[AIM OF THE TASK]
Provide the number of lines in the records that hold the string "KilowattHourRate", without any other words.

[DATA RECORDS]
►
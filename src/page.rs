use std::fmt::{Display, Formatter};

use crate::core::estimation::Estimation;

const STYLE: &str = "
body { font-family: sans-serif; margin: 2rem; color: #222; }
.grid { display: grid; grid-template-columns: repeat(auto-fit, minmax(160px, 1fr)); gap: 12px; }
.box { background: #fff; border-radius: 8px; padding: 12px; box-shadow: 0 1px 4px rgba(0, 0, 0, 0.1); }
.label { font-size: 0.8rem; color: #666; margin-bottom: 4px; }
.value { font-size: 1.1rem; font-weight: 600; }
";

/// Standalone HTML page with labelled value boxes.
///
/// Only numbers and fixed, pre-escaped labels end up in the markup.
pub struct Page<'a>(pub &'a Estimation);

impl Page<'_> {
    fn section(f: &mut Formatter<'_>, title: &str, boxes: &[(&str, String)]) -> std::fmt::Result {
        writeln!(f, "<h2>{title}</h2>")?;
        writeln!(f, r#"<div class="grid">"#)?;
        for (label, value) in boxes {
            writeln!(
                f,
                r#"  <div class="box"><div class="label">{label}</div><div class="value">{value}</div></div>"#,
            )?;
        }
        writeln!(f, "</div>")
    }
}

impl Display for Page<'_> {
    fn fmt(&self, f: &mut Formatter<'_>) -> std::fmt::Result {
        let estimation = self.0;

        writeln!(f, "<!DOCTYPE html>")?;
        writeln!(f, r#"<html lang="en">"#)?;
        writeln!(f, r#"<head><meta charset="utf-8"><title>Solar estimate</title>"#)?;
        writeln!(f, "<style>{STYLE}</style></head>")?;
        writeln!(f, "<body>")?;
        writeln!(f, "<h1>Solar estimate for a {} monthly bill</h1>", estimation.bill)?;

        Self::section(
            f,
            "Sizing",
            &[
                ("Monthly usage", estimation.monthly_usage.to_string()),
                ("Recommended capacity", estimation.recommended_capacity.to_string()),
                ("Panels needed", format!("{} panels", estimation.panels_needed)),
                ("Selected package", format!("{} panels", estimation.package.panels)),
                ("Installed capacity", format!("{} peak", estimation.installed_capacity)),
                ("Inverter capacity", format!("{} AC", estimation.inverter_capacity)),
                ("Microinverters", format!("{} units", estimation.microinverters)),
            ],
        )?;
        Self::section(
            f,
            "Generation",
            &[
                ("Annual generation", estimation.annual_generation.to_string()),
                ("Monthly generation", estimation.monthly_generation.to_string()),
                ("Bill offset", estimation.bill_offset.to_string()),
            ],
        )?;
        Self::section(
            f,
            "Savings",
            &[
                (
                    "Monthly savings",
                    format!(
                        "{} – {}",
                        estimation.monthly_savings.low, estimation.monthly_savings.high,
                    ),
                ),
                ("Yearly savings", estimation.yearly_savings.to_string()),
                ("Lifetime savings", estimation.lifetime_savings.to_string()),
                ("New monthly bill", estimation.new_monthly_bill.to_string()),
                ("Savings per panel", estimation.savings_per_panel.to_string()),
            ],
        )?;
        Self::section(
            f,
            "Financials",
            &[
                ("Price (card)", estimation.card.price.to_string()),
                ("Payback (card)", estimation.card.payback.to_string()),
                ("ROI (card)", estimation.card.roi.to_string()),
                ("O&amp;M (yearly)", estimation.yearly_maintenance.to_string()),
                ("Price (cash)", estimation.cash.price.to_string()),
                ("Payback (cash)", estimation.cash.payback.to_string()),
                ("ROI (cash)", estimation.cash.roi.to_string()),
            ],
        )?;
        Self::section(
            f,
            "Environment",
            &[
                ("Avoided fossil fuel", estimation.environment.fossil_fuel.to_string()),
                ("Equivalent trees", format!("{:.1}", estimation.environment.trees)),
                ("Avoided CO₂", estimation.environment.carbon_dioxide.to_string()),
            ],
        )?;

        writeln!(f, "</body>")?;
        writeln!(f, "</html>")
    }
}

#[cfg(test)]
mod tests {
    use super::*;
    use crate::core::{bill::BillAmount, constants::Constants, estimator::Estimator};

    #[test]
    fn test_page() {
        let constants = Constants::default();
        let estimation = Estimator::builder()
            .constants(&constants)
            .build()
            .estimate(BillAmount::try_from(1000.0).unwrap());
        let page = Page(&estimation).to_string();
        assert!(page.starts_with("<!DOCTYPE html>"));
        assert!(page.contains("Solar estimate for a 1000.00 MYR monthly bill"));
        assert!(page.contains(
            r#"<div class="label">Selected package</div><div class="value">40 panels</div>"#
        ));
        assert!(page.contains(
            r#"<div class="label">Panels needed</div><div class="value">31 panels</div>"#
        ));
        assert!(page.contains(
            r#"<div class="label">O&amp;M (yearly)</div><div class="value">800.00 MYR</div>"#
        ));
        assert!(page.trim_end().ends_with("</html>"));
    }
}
◄
►
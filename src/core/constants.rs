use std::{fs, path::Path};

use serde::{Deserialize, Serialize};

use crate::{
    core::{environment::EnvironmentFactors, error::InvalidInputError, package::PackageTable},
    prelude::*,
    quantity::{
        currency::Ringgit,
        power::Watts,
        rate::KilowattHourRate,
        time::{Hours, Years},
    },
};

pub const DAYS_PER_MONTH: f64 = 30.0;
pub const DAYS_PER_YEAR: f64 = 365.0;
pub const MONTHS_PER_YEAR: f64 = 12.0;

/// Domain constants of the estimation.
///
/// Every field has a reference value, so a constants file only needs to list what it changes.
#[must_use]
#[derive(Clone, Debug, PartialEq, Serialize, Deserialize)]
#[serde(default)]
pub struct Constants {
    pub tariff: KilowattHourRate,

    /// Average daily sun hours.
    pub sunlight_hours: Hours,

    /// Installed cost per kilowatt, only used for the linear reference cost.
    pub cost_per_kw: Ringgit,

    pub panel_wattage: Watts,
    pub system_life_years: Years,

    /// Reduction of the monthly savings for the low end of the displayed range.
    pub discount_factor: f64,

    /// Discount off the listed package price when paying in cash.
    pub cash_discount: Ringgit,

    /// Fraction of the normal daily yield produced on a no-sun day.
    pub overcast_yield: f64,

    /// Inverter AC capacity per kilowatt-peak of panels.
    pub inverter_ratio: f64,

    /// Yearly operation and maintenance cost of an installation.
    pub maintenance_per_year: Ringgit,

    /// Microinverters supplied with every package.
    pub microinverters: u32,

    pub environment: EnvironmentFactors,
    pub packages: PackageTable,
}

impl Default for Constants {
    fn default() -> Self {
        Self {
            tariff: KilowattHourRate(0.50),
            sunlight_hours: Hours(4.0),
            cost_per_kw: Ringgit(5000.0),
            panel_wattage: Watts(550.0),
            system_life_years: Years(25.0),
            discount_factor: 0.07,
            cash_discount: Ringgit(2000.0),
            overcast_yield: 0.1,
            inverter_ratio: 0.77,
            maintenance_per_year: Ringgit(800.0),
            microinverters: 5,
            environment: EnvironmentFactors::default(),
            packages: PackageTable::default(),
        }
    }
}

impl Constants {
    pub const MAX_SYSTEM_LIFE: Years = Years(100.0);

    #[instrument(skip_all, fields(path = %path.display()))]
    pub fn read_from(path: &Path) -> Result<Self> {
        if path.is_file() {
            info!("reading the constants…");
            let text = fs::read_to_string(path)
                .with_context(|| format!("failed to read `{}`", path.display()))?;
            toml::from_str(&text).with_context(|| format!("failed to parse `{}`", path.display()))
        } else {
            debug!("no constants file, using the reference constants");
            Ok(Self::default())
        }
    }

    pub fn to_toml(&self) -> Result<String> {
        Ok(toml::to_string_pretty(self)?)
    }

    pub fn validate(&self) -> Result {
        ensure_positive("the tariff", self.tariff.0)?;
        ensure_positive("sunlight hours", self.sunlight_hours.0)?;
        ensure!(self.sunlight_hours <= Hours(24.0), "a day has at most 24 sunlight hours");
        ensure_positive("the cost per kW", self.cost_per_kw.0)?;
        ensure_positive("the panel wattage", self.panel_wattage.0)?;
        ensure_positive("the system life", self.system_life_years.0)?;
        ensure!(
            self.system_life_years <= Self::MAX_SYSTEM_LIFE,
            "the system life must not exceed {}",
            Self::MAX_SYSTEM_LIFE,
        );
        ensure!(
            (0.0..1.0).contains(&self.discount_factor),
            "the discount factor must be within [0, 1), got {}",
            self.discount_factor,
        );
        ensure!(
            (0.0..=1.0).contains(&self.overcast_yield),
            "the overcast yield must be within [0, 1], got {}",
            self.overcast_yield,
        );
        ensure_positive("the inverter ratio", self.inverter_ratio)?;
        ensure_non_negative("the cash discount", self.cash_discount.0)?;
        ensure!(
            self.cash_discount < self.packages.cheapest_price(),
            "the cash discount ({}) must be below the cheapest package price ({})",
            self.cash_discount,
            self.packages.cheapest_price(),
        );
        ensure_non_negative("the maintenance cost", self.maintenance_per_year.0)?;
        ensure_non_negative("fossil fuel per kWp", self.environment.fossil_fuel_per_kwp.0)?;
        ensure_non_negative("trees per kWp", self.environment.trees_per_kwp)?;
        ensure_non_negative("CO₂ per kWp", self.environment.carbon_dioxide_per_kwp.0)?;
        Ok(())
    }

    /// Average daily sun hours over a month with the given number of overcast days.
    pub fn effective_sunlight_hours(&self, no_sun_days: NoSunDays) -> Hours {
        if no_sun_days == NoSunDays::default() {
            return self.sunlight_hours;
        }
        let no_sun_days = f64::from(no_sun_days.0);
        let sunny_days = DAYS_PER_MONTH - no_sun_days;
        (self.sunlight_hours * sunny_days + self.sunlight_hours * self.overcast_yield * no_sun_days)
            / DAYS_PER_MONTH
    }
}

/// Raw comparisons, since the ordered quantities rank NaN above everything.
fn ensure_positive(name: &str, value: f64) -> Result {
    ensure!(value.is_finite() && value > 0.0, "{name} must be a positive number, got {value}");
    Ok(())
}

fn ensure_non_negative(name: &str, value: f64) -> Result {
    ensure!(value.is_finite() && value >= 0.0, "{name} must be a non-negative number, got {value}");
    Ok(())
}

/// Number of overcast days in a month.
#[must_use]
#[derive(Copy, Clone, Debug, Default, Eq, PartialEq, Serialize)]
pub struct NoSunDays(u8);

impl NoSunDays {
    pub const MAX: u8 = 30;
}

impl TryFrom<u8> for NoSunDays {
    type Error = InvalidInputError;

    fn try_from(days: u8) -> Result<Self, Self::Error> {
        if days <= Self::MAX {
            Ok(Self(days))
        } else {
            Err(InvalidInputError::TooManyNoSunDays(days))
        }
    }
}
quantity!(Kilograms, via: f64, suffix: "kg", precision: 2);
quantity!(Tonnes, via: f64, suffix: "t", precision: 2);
◄
►
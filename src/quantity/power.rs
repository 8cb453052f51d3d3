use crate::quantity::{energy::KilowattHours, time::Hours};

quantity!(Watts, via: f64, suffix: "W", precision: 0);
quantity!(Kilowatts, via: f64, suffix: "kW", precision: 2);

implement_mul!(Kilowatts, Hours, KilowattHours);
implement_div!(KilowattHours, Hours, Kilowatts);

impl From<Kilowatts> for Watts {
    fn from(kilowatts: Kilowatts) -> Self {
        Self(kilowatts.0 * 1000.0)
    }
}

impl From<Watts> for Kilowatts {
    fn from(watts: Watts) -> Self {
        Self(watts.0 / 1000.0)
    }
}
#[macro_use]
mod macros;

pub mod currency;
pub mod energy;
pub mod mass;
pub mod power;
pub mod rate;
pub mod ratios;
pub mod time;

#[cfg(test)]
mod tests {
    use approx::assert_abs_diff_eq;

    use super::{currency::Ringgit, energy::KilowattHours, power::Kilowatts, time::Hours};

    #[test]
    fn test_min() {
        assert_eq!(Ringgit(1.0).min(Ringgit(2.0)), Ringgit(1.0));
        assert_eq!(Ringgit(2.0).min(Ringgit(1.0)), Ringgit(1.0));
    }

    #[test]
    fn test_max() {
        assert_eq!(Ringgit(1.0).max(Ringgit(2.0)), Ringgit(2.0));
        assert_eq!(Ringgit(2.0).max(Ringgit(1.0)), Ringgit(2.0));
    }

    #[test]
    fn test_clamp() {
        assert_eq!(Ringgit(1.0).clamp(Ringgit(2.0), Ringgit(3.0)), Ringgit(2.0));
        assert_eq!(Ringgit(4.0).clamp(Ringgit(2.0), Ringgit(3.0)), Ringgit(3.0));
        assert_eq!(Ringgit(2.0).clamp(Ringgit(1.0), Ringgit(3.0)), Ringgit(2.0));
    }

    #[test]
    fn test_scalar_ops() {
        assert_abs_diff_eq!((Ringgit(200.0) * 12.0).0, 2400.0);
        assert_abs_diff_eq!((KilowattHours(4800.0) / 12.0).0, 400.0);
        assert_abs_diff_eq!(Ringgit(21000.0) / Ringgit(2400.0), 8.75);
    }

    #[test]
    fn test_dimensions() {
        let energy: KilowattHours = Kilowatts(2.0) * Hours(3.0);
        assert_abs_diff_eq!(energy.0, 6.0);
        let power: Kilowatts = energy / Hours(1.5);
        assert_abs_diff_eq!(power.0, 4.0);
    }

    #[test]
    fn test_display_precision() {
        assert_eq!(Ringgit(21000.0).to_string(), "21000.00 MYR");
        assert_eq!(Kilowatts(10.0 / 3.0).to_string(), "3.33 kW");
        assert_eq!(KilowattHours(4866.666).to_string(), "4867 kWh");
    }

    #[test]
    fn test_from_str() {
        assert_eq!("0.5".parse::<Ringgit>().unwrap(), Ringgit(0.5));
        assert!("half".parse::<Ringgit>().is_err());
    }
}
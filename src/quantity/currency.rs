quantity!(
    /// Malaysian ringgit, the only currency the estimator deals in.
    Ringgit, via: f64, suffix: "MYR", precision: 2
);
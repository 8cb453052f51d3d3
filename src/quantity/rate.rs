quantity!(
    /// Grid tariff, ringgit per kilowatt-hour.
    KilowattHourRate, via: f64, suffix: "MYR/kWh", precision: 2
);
◄
[TASK ANSWER]
4